• **Data under study**:
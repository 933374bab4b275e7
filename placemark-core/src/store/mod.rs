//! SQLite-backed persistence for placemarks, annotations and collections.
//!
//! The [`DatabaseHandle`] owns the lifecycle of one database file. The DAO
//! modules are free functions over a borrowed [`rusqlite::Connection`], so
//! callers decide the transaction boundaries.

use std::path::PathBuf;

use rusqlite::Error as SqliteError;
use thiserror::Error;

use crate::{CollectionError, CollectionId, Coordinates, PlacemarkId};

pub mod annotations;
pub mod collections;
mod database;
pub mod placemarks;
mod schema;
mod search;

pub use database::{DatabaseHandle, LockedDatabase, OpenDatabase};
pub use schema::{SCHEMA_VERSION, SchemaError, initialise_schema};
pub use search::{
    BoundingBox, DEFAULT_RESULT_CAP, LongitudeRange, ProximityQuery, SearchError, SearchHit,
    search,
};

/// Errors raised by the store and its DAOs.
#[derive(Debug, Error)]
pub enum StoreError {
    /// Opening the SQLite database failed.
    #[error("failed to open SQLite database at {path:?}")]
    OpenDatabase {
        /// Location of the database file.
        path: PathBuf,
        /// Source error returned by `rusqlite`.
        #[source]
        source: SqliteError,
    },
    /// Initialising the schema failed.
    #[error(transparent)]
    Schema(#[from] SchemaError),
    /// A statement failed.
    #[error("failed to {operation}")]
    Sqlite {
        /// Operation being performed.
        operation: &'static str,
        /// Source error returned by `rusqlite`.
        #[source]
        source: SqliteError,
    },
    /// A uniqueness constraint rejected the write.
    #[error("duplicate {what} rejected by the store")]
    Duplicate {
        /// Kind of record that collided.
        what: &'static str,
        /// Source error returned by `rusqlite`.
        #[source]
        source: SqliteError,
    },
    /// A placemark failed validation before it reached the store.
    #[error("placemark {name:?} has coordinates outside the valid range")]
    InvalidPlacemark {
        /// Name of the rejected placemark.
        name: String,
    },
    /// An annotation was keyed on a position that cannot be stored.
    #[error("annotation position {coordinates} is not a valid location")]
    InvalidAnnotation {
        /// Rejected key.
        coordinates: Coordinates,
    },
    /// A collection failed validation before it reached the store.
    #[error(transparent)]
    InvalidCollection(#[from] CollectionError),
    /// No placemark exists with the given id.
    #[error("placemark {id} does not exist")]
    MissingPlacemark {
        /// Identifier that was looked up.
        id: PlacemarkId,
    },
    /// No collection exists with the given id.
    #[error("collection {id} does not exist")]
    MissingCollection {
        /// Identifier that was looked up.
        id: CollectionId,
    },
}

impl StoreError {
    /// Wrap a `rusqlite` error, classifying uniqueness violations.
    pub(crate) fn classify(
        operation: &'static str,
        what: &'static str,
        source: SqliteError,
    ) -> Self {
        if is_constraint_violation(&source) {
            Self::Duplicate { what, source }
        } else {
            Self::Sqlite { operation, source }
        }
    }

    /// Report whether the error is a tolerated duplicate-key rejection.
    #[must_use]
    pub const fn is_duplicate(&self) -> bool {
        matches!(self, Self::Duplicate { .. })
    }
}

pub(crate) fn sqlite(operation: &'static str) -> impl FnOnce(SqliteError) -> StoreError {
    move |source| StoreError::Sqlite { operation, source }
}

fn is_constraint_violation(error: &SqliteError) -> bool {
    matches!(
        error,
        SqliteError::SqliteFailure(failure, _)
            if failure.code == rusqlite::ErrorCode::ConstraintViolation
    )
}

• **Task prompt**:
Once you have found every line in the listing that holds the string "matches", copy each of them.

• **Result of the exercise**:
        matches!(self, Self::Duplicate { .. })
    matches!(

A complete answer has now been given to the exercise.